** MATERIAL FOR THIS TASK follows **

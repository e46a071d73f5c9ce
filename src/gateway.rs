// ============================================================================
// Notification Gateway
// ============================================================================
//
// One request, one publish:
//   parse ids -> resolve sender, recipient -> encode -> publish(key = toID)
//
// The first failure ends the request. Nothing is retried and nothing is
// published unless every earlier step succeeded.
//
// ============================================================================

use std::sync::Arc;
use tracing::{debug, info};

use crate::codec;
use crate::directory::UserDirectory;
use crate::error::{AppError, AppResult};
use crate::models::Notification;
use crate::publisher::{PublishReceipt, Publisher};

/// Fields of `POST /send`.
///
/// Missing fields are empty strings, which then fail id parsing.
#[derive(Debug, Clone, Default, PartialEq, Eq)]
pub struct SendForm {
    pub from_id: String,
    pub to_id: String,
    pub message: String,
}

impl SendForm {
    /// Build from decoded `name=value` pairs; the first value of a repeated
    /// field wins and unknown fields are ignored.
    pub fn from_pairs<I, K, V>(pairs: I) -> Self
    where
        I: IntoIterator<Item = (K, V)>,
        K: AsRef<str>,
        V: Into<String>,
    {
        let mut from_id: Option<String> = None;
        let mut to_id: Option<String> = None;
        let mut message: Option<String> = None;

        for (name, value) in pairs {
            let slot = match name.as_ref() {
                "fromID" => &mut from_id,
                "toID" => &mut to_id,
                "message" => &mut message,
                _ => continue,
            };
            if slot.is_none() {
                *slot = Some(value.into());
            }
        }

        Self {
            from_id: from_id.unwrap_or_default(),
            to_id: to_id.unwrap_or_default(),
            message: message.unwrap_or_default(),
        }
    }
}

pub struct NotificationGateway {
    directory: Arc<UserDirectory>,
    publisher: Arc<dyn Publisher>,
    topic: String,
}

impl NotificationGateway {
    pub fn new(
        directory: Arc<UserDirectory>,
        publisher: Arc<dyn Publisher>,
        topic: impl Into<String>,
    ) -> Self {
        Self {
            directory,
            publisher,
            topic: topic.into(),
        }
    }

    pub fn topic(&self) -> &str {
        &self.topic
    }

    /// Validate, resolve, encode and publish a single notification.
    pub async fn send(&self, form: &SendForm) -> AppResult<PublishReceipt> {
        let from_id = parse_id("fromID", &form.from_id)?;
        let to_id = parse_id("toID", &form.to_id)?;

        let from = self.directory.lookup(from_id)?.clone();
        let to = self.directory.lookup(to_id)?.clone();

        let notification = Notification {
            from,
            to,
            message: form.message.clone(),
        };
        let payload = codec::encode(&notification)?;

        // Same recipient, same partition: per-recipient ordering.
        let key = to_id.to_string();
        debug!(from_id, to_id, bytes = payload.len(), "Publishing notification");

        let receipt = self.publisher.publish(&self.topic, &key, &payload).await?;

        info!(
            from_id,
            to_id,
            partition = receipt.partition,
            offset = receipt.offset,
            "Notification sent"
        );

        Ok(receipt)
    }
}

fn parse_id(field: &str, raw: &str) -> AppResult<i64> {
    raw.parse().map_err(|e| {
        AppError::invalid_input(format!(
            "failed to parse ID from form value {}: {}",
            field, e
        ))
    })
}

#[cfg(test)]
mod tests {
    use super::*;
    use crate::models::User;
    use crate::publisher::MemoryPublisher;

    fn gateway(publisher: Arc<MemoryPublisher>) -> NotificationGateway {
        let directory =
            UserDirectory::new(vec![User::new(1, "Emma"), User::new(2, "Bruno")]).unwrap();
        NotificationGateway::new(Arc::new(directory), publisher, "notifications")
    }

    fn form(from_id: &str, to_id: &str, message: &str) -> SendForm {
        SendForm {
            from_id: from_id.to_string(),
            to_id: to_id.to_string(),
            message: message.to_string(),
        }
    }

    #[tokio::test]
    async fn test_send_publishes_keyed_by_recipient() {
        let publisher = Arc::new(MemoryPublisher::new(3));
        let gateway = gateway(publisher.clone());

        gateway.send(&form("1", "2", "hi")).await.unwrap();

        let records = publisher.records();
        assert_eq!(records.len(), 1);
        assert_eq!(records[0].topic, gateway.topic());
        assert_eq!(records[0].key, "2");

        let decoded = codec::decode(&records[0].value).unwrap();
        assert_eq!(decoded.from, User::new(1, "Emma"));
        assert_eq!(decoded.to, User::new(2, "Bruno"));
        assert_eq!(decoded.message, "hi");
    }

    #[tokio::test]
    async fn test_empty_message_is_allowed() {
        let publisher = Arc::new(MemoryPublisher::default());
        let gateway = gateway(publisher.clone());

        gateway.send(&form("2", "1", "")).await.unwrap();
        assert_eq!(publisher.records()[0].key, "1");
    }

    #[tokio::test]
    async fn test_bad_sender_id_short_circuits() {
        let publisher = Arc::new(MemoryPublisher::default());
        let gateway = gateway(publisher.clone());

        // toID is also invalid; the sender error is the one reported.
        let err = gateway.send(&form("abc", "xyz", "hi")).await.unwrap_err();
        assert!(matches!(err, AppError::InvalidInput(_)));
        assert!(err.to_string().contains("fromID"));
        assert_eq!(publisher.attempts(), 0);
    }

    #[tokio::test]
    async fn test_missing_recipient_id() {
        let publisher = Arc::new(MemoryPublisher::default());
        let gateway = gateway(publisher.clone());

        let err = gateway.send(&form("1", "", "hi")).await.unwrap_err();
        assert!(err.to_string().contains("toID"));
        assert_eq!(publisher.attempts(), 0);
    }

    #[tokio::test]
    async fn test_unknown_users_are_not_published() {
        let publisher = Arc::new(MemoryPublisher::default());
        let gateway = gateway(publisher.clone());

        let err = gateway.send(&form("9", "2", "hi")).await.unwrap_err();
        assert!(matches!(err, AppError::UserNotFound(9)));

        // Sender resolves, recipient does not.
        let err = gateway.send(&form("1", "9", "hi")).await.unwrap_err();
        assert!(matches!(err, AppError::UserNotFound(9)));

        assert_eq!(publisher.attempts(), 0);
    }

    #[tokio::test]
    async fn test_publish_failure_is_attempted_once() {
        let publisher = Arc::new(MemoryPublisher::default());
        publisher.fail_with("Message production error: MessageTimedOut");
        let gateway = gateway(publisher.clone());

        let err = gateway.send(&form("1", "2", "hi")).await.unwrap_err();
        assert!(matches!(err, AppError::Publish(_)));
        assert!(err.to_string().contains("MessageTimedOut"));
        assert_eq!(publisher.attempts(), 1);
    }

    #[test]
    fn test_from_pairs_keeps_first_value() {
        let form = SendForm::from_pairs([
            ("fromID", "1"),
            ("other", "x"),
            ("fromID", "2"),
            ("toID", "2"),
            ("message", ""),
            ("message", "ignored"),
        ]);
        assert_eq!(
            form,
            SendForm {
                from_id: "1".to_string(),
                to_id: "2".to_string(),
                message: String::new(),
            }
        );
    }

    #[test]
    fn test_from_pairs_missing_fields_are_empty() {
        let form = SendForm::from_pairs(Vec::<(String, String)>::new());
        assert_eq!(form, SendForm::default());
    }

    #[test]
    fn test_parse_id_accepts_signed_integers() {
        assert_eq!(parse_id("fromID", "-3").unwrap(), -3);
        assert_eq!(parse_id("fromID", "+5").unwrap(), 5);
        assert!(parse_id("fromID", " 5").is_err());
        assert!(parse_id("fromID", "1.0").is_err());
    }
}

** End of MATERIAL FOR THIS TASK **

— AIM OF THE EXERCISE —
A word-for-word restatement of the data above is required.

— SOLUTION —
repository e46a071d73f5c9ce
filename src/gateway.rs
// ============================================================================
// Notification Gateway
// ============================================================================
//
// One request, one publish:
//   parse ids -> resolve sender, recipient -> encode -> publish(key = toID)
//
// The first failure ends the request. Nothing is retried and nothing is
// published unless every earlier step succeeded.
//
// ============================================================================

use std::sync::Arc;
use tracing::{debug, info};

use crate::codec;
use crate::directory::UserDirectory;
use crate::error::{AppError, AppResult};
use crate::models::Notification;
use crate::publisher::{PublishReceipt, Publisher};

/// Fields of `POST /send`.
///
/// Missing fields are empty strings, which then fail id parsing.
#[derive(Debug, Clone, Default, PartialEq, Eq)]
pub struct SendForm {
    pub from_id: String,
    pub to_id: String,
    pub message: String,
}

impl SendForm {
    /// Build from decoded `name=value` pairs; the first value of a repeated
    /// field wins and unknown fields are ignored.
    pub fn from_pairs<I, K, V>(pairs: I) -> Self
    where
        I: IntoIterator<Item = (K, V)>,
        K: AsRef<str>,
        V: Into<String>,
    {
        let mut from_id: Option<String> = None;
        let mut to_id: Option<String> = None;
        let mut message: Option<String> = None;

        for (name, value) in pairs {
            let slot = match name.as_ref() {
                "fromID" => &mut from_id,
                "toID" => &mut to_id,
                "message" => &mut message,
                _ => continue,
            };
            if slot.is_none() {
                *slot = Some(value.into());
            }
        }

        Self {
            from_id: from_id.unwrap_or_default(),
            to_id: to_id.unwrap_or_default(),
            message: message.unwrap_or_default(),
        }
    }
}

pub struct NotificationGateway {
    directory: Arc<UserDirectory>,
    publisher: Arc<dyn Publisher>,
    topic: String,
}

impl NotificationGateway {
    pub fn new(
        directory: Arc<UserDirectory>,
        publisher: Arc<dyn Publisher>,
        topic: impl Into<String>,
    ) -> Self {
        Self {
            directory,
            publisher,
            topic: topic.into(),
        }
    }

    pub fn topic(&self) -> &str {
        &self.topic
    }

    /// Validate, resolve, encode and publish a single notification.
    pub async fn send(&self, form: &SendForm) -> AppResult<PublishReceipt> {
        let from_id = parse_id("fromID", &form.from_id)?;
        let to_id = parse_id("toID", &form.to_id)?;

        let from = self.directory.lookup(from_id)?.clone();
        let to = self.directory.lookup(to_id)?.clone();

        let notification = Notification {
            from,
            to,
            message: form.message.clone(),
        };
        let payload = codec::encode(&notification)?;

        // Same recipient, same partition: per-recipient ordering.
        let key = to_id.to_string();
        debug!(from_id, to_id, bytes = payload.len(), "Publishing notification");

        let receipt = self.publisher.publish(&self.topic, &key, &payload).await?;

        info!(
            from_id,
            to_id,
            partition = receipt.partition,
            offset = receipt.offset,
            "Notification sent"
        );

        Ok(receipt)
    }
}

fn parse_id(field: &str, raw: &str) -> AppResult<i64> {
    raw.parse().map_err(|e| {
        AppError::invalid_input(format!(
            "failed to parse ID from form value {}: {}",
            field, e
        ))
    })
}

#[cfg(test)]
mod tests {
    use super::*;
    use crate::models::User;
    use crate::publisher::MemoryPublisher;

    fn gateway(publisher: Arc<MemoryPublisher>) -> NotificationGateway {
        let directory =
            UserDirectory::new(vec![User::new(1, "Emma"), User::new(2, "Bruno")]).unwrap();
        NotificationGateway::new(Arc::new(directory), publisher, "notifications")
    }

    fn form(from_id: &str, to_id: &str, message: &str) -> SendForm {
        SendForm {
            from_id: from_id.to_string(),
            to_id: to_id.to_string(),
            message: message.to_string(),
        }
    }

    #[tokio::test]
    async fn test_send_publishes_keyed_by_recipient() {
        let publisher = Arc::new(MemoryPublisher::new(3));
        let gateway = gateway(publisher.clone());

        gateway.send(&form("1", "2", "hi")).await.unwrap();

        let records = publisher.records();
        assert_eq!(records.len(), 1);
        assert_eq!(records[0].topic, gateway.topic());
        assert_eq!(records[0].key, "2");

        let decoded = codec::decode(&records[0].value).unwrap();
        assert_eq!(decoded.from, User::new(1, "Emma"));
        assert_eq!(decoded.to, User::new(2, "Bruno"));
        assert_eq!(decoded.message, "hi");
    }

    #[tokio::test]
    async fn test_empty_message_is_allowed() {
        let publisher = Arc::new(MemoryPublisher::default());
        let gateway = gateway(publisher.clone());

        gateway.send(&form("2", "1", "")).await.unwrap();
        assert_eq!(publisher.records()[0].key, "1");
    }

    #[tokio::test]
    async fn test_bad_sender_id_short_circuits() {
        let publisher = Arc::new(MemoryPublisher::default());
        let gateway = gateway(publisher.clone());

        // toID is also invalid; the sender error is the one reported.
        let err = gateway.send(&form("abc", "xyz", "hi")).await.unwrap_err();
        assert!(matches!(err, AppError::InvalidInput(_)));
        assert!(err.to_string().contains("fromID"));
        assert_eq!(publisher.attempts(), 0);
    }

    #[tokio::test]
    async fn test_missing_recipient_id() {
        let publisher = Arc::new(MemoryPublisher::default());
        let gateway = gateway(publisher.clone());

        let err = gateway.send(&form("1", "", "hi")).await.unwrap_err();
        assert!(err.to_string().contains("toID"));
        assert_eq!(publisher.attempts(), 0);
    }

    #[tokio::test]
    async fn test_unknown_users_are_not_published() {
        let publisher = Arc::new(MemoryPublisher::default());
        let gateway = gateway(publisher.clone());

        let err = gateway.send(&form("9", "2", "hi")).await.unwrap_err();
        assert!(matches!(err, AppError::UserNotFound(9)));

        // Sender resolves, recipient does not.
        let err = gateway.send(&form("1", "9", "hi")).await.unwrap_err();
        assert!(matches!(err, AppError::UserNotFound(9)));

        assert_eq!(publisher.attempts(), 0);
    }

    #[tokio::test]
    async fn test_publish_failure_is_attempted_once() {
        let publisher = Arc::new(MemoryPublisher::default());
        publisher.fail_with("Message production error: MessageTimedOut");
        let gateway = gateway(publisher.clone());

        let err = gateway.send(&form("1", "2", "hi")).await.unwrap_err();
        assert!(matches!(err, AppError::Publish(_)));
        assert!(err.to_string().contains("MessageTimedOut"));
        assert_eq!(publisher.attempts(), 1);
    }

    #[test]
    fn test_from_pairs_keeps_first_value() {
        let form = SendForm::from_pairs([
            ("fromID", "1"),
            ("other", "x"),
            ("fromID", "2"),
            ("toID", "2"),
            ("message", ""),
            ("message", "ignored"),
        ]);
        assert_eq!(
            form,
            SendForm {
                from_id: "1".to_string(),
                to_id: "2".to_string(),
                message: String::new(),
            }
        );
    }

    #[test]
    fn test_from_pairs_missing_fields_are_empty() {
        let form = SendForm::from_pairs(Vec::<(String, String)>::new());
        assert_eq!(form, SendForm::default());
    }

    #[test]
    fn test_parse_id_accepts_signed_integers() {
        assert_eq!(parse_id("fromID", "-3").unwrap(), -3);
        assert_eq!(parse_id("fromID", "+5").unwrap(), 5);
        assert!(parse_id("fromID", " 5").is_err());
        assert!(parse_id("fromID", "1.0").is_err());
    }
}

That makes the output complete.